1901 fantasy novel by H. G. Wells

The Sea Lady is a fantasy novel by British writer H. G. Wells, incorporating elements of a fable. It was serialized from July to December 1901 in Pearson's Magazine before being published as a volume by Methuen. The inspiration for the novel came when Wells caught a glimpse of May Nisbet, the daughter of The Times drama critic, John Ferguson Nisbet, in a bathing suit during her visit to Sandgate. Wells had agreed to pay her school fees after her father's death.

== Plot ==
The intricately narrated story involves a mermaid who comes ashore on the southern coast of England in 1899. Feigning a desire to become part of genteel society under the alias "Miss Doris Thalassia Waters," the mermaid's true intention is to seduce Harry Chatteris, a man she saw "some years ago" in "the South Seas—near Tonga" and who has since captivated her. She reveals this plan in a conversation with the narrator's second cousin Melville, a friend of the family who takes in "Miss Waters." As a supernatural being, she is indifferent to the fact that Chatteris is engaged to the socially ambitious Miss Adeline Glendower and is attempting to redeem his misspent youth by entering politics.
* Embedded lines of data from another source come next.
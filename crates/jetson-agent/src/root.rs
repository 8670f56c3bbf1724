//! Startup/shutdown orchestration.
//!
//! Order (matching the original daemon): detect the host platform,
//! initialize logging, install signal handlers, build the registry,
//! launch the management listener, load and launch the configured
//! engines, then wait for a shutdown signal and join everything.

use std::sync::Arc;

use tokio::sync::Mutex;
use tokio_util::sync::CancellationToken;
use tokio_util::task::TaskTracker;

use jetson_core::{GlobalLockFlag, OsArch, Registry};

use crate::config::{AgentConfig, CliArgs};
use crate::mgmt::{self, MgmtRuntime};
use crate::scan::{self, ScanContext};

/// Run the agent to completion (until a shutdown signal is received).
pub async fn run(cli: CliArgs, config: AgentConfig) -> anyhow::Result<()> {
    let os_arch = OsArch::detect();
    tracing::info!(?os_arch, jre_header = os_arch.jre_header(), "host platform detected");

    let shutdown = CancellationToken::new();
    install_signal_handlers(shutdown.clone());

    let registry = Arc::new(Mutex::new(Registry::new()));
    let lock_flag = Arc::new(GlobalLockFlag::new());
    let tasks = TaskTracker::new();

    let scan_ctx = Arc::new(ScanContext {
        cli,
        bind_addr: config.bind_addr.clone(),
        jre_header: os_arch.jre_header(),
        registry: registry.clone(),
        tasks: tasks.clone(),
        shutdown: shutdown.clone(),
    });

    let mgmt_runtime = Arc::new(MgmtRuntime {
        registry: registry.clone(),
        lock_flag,
        jre_header: os_arch.jre_header(),
        scan_ctx: scan_ctx.clone(),
        tasks: tasks.clone(),
    });

    {
        let bind_addr = config.bind_addr.clone();
        let port = config.mgmt_port;
        let shutdown = shutdown.clone();
        tasks.spawn(async move {
            if let Err(e) = mgmt::run(bind_addr, port, mgmt_runtime, shutdown).await {
                tracing::error!(error = %e, "management listener exited with error");
            }
        });
    }

    let loaded = scan::scan_and_load_engines(&scan_ctx).await?;
    tracing::info!(engines = loaded.len(), "agent startup complete");

    shutdown.cancelled().await;
    tracing::info!("shutdown signal received, joining tasks");

    tasks.close();
    let grace = std::time::Duration::from_secs(5);
    if tokio::time::timeout(grace, tasks.wait()).await.is_err() {
        tracing::warn!("shutdown grace period elapsed, exiting with tasks still in flight");
    }

    Ok(())
}

#[cfg(unix)]
fn install_signal_handlers(shutdown: CancellationToken) {
    use tokio::signal::unix::{signal, SignalKind};

    tokio::spawn(async move {
        let mut sigint = signal(SignalKind::interrupt()).expect("install SIGINT handler");
        let mut sigterm = signal(SignalKind::terminate()).expect("install SIGTERM handler");
        let mut sigabrt =
            signal(SignalKind::from_raw(libc::SIGABRT)).expect("install SIGABRT handler");

        tokio::select! {
            _ = sigint.recv() => tracing::info!("received SIGINT"),
            _ = sigterm.recv() => tracing::info!("received SIGTERM"),
            _ = sigabrt.recv() => tracing::info!("received SIGABRT"),
        }
        shutdown.cancel();
    });
}

#[cfg(windows)]
fn install_signal_handlers(shutdown: CancellationToken) {
    tokio::spawn(async move {
        if tokio::signal::ctrl_c().await.is_ok() {
            tracing::info!("received Ctrl-C");
        }
        shutdown.cancel();
    });
}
With mere words, the mermaid shakes both Chatteris and Melville's faith in their society's norms and expectations, enigmatically telling them that "there are better dreams." In the end, Chatteris is unable to resist her alluring charms, even though succumbing to her supposedly means his death.

Couched in the language of fantasy and romance, blending with light-hearted social satire, The Sea Lady explores themes of nature, sex, the imagination, and the ideal in an Edwardian world where moral restraints are loosening. Wells wrote in Experiment in Autobiography that The Sea Lady reflected his "craving for some lovelier experience than life had yet given me."
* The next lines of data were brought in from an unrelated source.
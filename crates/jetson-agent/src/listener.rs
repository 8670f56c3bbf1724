//! Per-engine TCP listener.
//!
//! One instance per registered engine. Accepts connections and spawns
//! a full client session (`session::run_session`) for each; never
//! touches another engine's state.

use std::sync::Arc;

use tokio::net::TcpListener;
use tokio_util::sync::CancellationToken;

use crate::session::{self, EngineRuntime};

pub async fn run(
    bind_addr: String,
    runtime: Arc<EngineRuntime>,
    shutdown: CancellationToken,
) -> std::io::Result<()> {
    let addr = format!("{bind_addr}:{}", runtime.port);
    let listener = TcpListener::bind(&addr).await?;
    tracing::info!(engine = %runtime.name, addr, "engine listener ready");

    loop {
        tokio::select! {
            _ = shutdown.cancelled() => {
                tracing::info!(engine = %runtime.name, "engine listener shutting down");
                return Ok(());
            }
            accepted = listener.accept() => {
                match accepted {
                    Ok((socket, peer)) => {
                        tracing::info!(engine = %runtime.name, %peer, "accepted connection");
                        let runtime = runtime.clone();
                        let tasks = runtime.tasks.clone();
                        tasks.spawn(async move {
                            session::run_session(socket, runtime).await;
                        });
                    }
                    Err(e) => {
                        tracing::warn!(engine = %runtime.name, error = %e, "accept failed");
                    }
                }
            }
        }
    }
}
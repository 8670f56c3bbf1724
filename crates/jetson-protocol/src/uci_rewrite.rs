//! The `id name` rewrite applied to the engine→GUI (egress) stream.
//!
//! A UCI engine identifies itself with a line like `id name Stockfish 15`.
//! Before forwarding that to the remote GUI, the agent tags the name with
//! an architecture header and an origin stamp so a GUI juggling engines
//! from several agents can tell them apart:
//!
//! `id name Stockfish 15` becomes
//! `id name JRE_X64LNX_10.0.0.5_stockfish##Stockfish 15`
//!
//! This operates on whatever chunk the egress bridge happened to read
//! off the pipe. An `id name` line split across two reads will not be
//! rewritten — an accepted limitation carried over unchanged from the
//! original daemon.

const ID_NAME_MARKER: &str = "id name ";

/// Rewrite every `id name <x>` occurrence in `chunk`, or return it
/// unchanged if the marker isn't present.
pub fn rewrite_id_name(chunk: &str, jre_header: &str, serv_ip: &str, engine_name: &str) -> String {
    let Some(marker_pos) = chunk.find(ID_NAME_MARKER) else {
        return chunk.to_string();
    };

    let name_start = marker_pos + ID_NAME_MARKER.len();
    let rest = &chunk[name_start..];
    let name_end = rest.find('\n').map(|i| name_start + i).unwrap_or(chunk.len());
    let original_name = &chunk[name_start..name_end];

    let mut out = String::with_capacity(chunk.len() + original_name.len() + jre_header.len() + serv_ip.len() + engine_name.len());
    out.push_str(&chunk[..name_start]);
    out.push_str(jre_header);
    out.push_str(serv_ip);
    out.push('_');
    out.push_str(engine_name);
    out.push_str("##");
    out.push_str(original_name);
    out.push_str(&chunk[name_end..]);
    out
}

#[cfg(test)]
mod tests {
    use super::*;

    #[test]
    fn chunk_without_id_name_is_untouched() {
        let chunk = "uciok\n";
        assert_eq!(rewrite_id_name(chunk, "JRE_X64LNX_", "10.0.0.5", "stockfish"), chunk);
    }

    #[test]
    fn id_name_line_is_rewritten_with_origin_tag() {
        let chunk = "id name Stockfish 15\nuciok\n";
        let rewritten = rewrite_id_name(chunk, "JRE_X64LNX_", "10.0.0.5", "stockfish");
        assert_eq!(
            rewritten,
            "id name JRE_X64LNX_10.0.0.5_stockfish##Stockfish 15\nuciok\n"
        );
    }

    #[test]
    fn id_name_at_end_of_chunk_without_trailing_newline() {
        let chunk = "id name Stockfish 15";
        let rewritten = rewrite_id_name(chunk, "JRE_X64LNX_", "10.0.0.5", "stockfish");
        assert_eq!(rewritten, "id name JRE_X64LNX_10.0.0.5_stockfish##Stockfish 15");
    }

    #[test]
    fn original_name_is_preserved_after_the_separator() {
        let chunk = "id name Komodo Dragon 3\n";
        let rewritten = rewrite_id_name(chunk, "JRE_XAVIER_", "192.168.1.2", "komodo");
        assert!(rewritten.ends_with("##Komodo Dragon 3\n"));
        assert!(rewritten.starts_with("id name JRE_XAVIER_192.168.1.2_komodo##"));
    }
}
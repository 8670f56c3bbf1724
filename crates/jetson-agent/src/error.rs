//! Error taxonomy for the agent binary.
//!
//! `AgentError` covers the per-connection classes that a listener or
//! bridge needs to match on (and log, then keep going). Fatal startup
//! failures are surfaced to `main` as `anyhow::Error` instead — there's
//! nothing useful to recover from there.

use thiserror::Error;

#[derive(Debug, Error)]
pub enum AgentError {
    #[error("failed to create pipe '{path}': {source}")]
    PipeCreate {
        path: String,
        #[source]
        source: std::io::Error,
    },

    #[error("failed to copy engine executable to '{path}': {source}")]
    ExecutableCopy {
        path: String,
        #[source]
        source: std::io::Error,
    },

    #[error("failed to spawn engine process '{0}': {1}")]
    SpawnFailed(String, #[source] std::io::Error),

    #[error(transparent)]
    Registry(#[from] jetson_core::CoreError),

    #[error("transport error on {0}: {1}")]
    Transport(&'static str, #[source] std::io::Error),
}
//! Remote UCI chess-engine gateway agent.

use clap::Parser;
use jetson_agent::config::{AgentConfig, CliArgs};

#[tokio::main]
async fn main() -> anyhow::Result<()> {
    let cli = CliArgs::parse();

    tracing_subscriber::fmt()
        .with_env_filter(tracing_subscriber::EnvFilter::from_default_env().add_directive("info".parse()?))
        .init();

    let config = AgentConfig::load(&cli)?;
    jetson_agent::root::run(cli, config).await
}
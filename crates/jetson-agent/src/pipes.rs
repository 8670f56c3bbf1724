//! Cross-platform request/response pipe creation.
//!
//! Each connected client gets a private pair: a request pipe the
//! ingress bridge writes into and the engine reads as stdin, and a
//! response pipe the engine writes to as stdout and the egress bridge
//! reads from. On Unix these are named FIFOs in the engine directory;
//! on Windows they're named pipes under the `\\.\pipe\` namespace.

use crate::error::AgentError;

/// The two pipe identifiers for one client session.
///
/// On Unix these are filesystem paths; on Windows they're
/// `\\.\pipe\...` names. Either way they're just strings until opened.
#[derive(Debug, Clone)]
pub struct PipePaths {
    pub req: String,
    pub rsp: String,
}

/// Compute (but don't yet create) the pipe identifiers for a client.
pub fn pipe_paths(engine_dir: &str, engine_name: &str, client_ip: &str) -> PipePaths {
    #[cfg(unix)]
    {
        PipePaths {
            req: format!("{engine_dir}/{engine_name}_req_{client_ip}"),
            rsp: format!("{engine_dir}/{engine_name}_rsp_{client_ip}"),
        }
    }
    #[cfg(windows)]
    {
        let _ = engine_dir;
        PipePaths {
            req: format!(r"\\.\pipe\{engine_name}_req_{client_ip}"),
            rsp: format!(r"\\.\pipe\{engine_name}_rsp_{client_ip}"),
        }
    }
}

#[cfg(unix)]
pub mod unix {
    use super::*;
    use nix::sys::stat::Mode;
    use nix::unistd::mkfifo;

    /// Create both FIFOs with mode 0666, matching the original daemon's
    /// world-readable-and-writable pipe permissions.
    pub fn create_fifo_pair(paths: &PipePaths) -> Result<(), AgentError> {
        for path in [&paths.req, &paths.rsp] {
            if std::path::Path::new(path).exists() {
                continue;
            }
            mkfifo(path.as_str(), Mode::from_bits_truncate(0o666)).map_err(|e| {
                AgentError::PipeCreate {
                    path: path.clone(),
                    source: std::io::Error::from(e),
                }
            })?;
        }
        Ok(())
    }
}

#[cfg(windows)]
pub mod windows {
    use super::*;
    use tokio::net::windows::named_pipe::{NamedPipeServer, ServerOptions};

    /// Create the Windows named pipe server ends. The engine process is
    /// spawned with its stdio redirected through the *client* ends,
    /// which Windows opens implicitly when a process connects to the
    /// pipe name; the server ends are what the bridges read/write.
    pub fn create_named_pipe_pair(
        paths: &PipePaths,
    ) -> Result<(NamedPipeServer, NamedPipeServer), AgentError> {
        let req = ServerOptions::new()
            .access_outbound(false)
            .access_inbound(true)
            .create(&paths.req)
            .map_err(|e| AgentError::PipeCreate {
                path: paths.req.clone(),
                source: e,
            })?;
        let rsp = ServerOptions::new()
            .access_outbound(true)
            .access_inbound(false)
            .create(&paths.rsp)
            .map_err(|e| AgentError::PipeCreate {
                path: paths.rsp.clone(),
                source: e,
            })?;
        Ok((req, rsp))
    }
}

#[cfg(all(test, unix))]
mod tests {
    use super::*;

    #[test]
    fn pipe_paths_are_namespaced_by_client_ip() {
        let paths = pipe_paths("stockfish", "stockfish", "10.0.0.9");
        assert_eq!(paths.req, "stockfish/stockfish_req_10.0.0.9");
        assert_eq!(paths.rsp, "stockfish/stockfish_rsp_10.0.0.9");
    }

    #[test]
    fn create_fifo_pair_creates_both_fifos() {
        let tmp = tempfile::tempdir().unwrap();
        let dir = tmp.path().to_str().unwrap();
        let paths = pipe_paths(dir, "stockfish", "10.0.0.9");
        unix::create_fifo_pair(&paths).unwrap();
        assert!(std::path::Path::new(&paths.req).exists());
        assert!(std::path::Path::new(&paths.rsp).exists());
    }
}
In its narrative structure, The Sea Lady plays with conventions of historical and journalistic research and verification. According to John Clute, "Structurally it is the most complex thing Wells ever wrote, certainly the only novel Wells ever wrote to directly confirm our understanding that he did, indeed, read Henry James." Adam Roberts has argued that The Sea Lady was written in a kind of dialogue with James's The Sacred Fount (1901).

== Cultural references ==
Miss Adeline Glendower, the elder of the Glendower half-sisters, is an avid reader of Mary Augusta Ward (Mrs. Humphry Ward). Her seaside reading material includes Sir George Tressady, and she is compared to the eponymous heroine of Marcella, both novels by Mary Augusta Ward. Marcella (Lady Marcella Maxwell, née Boyce) is a leading character in both novels.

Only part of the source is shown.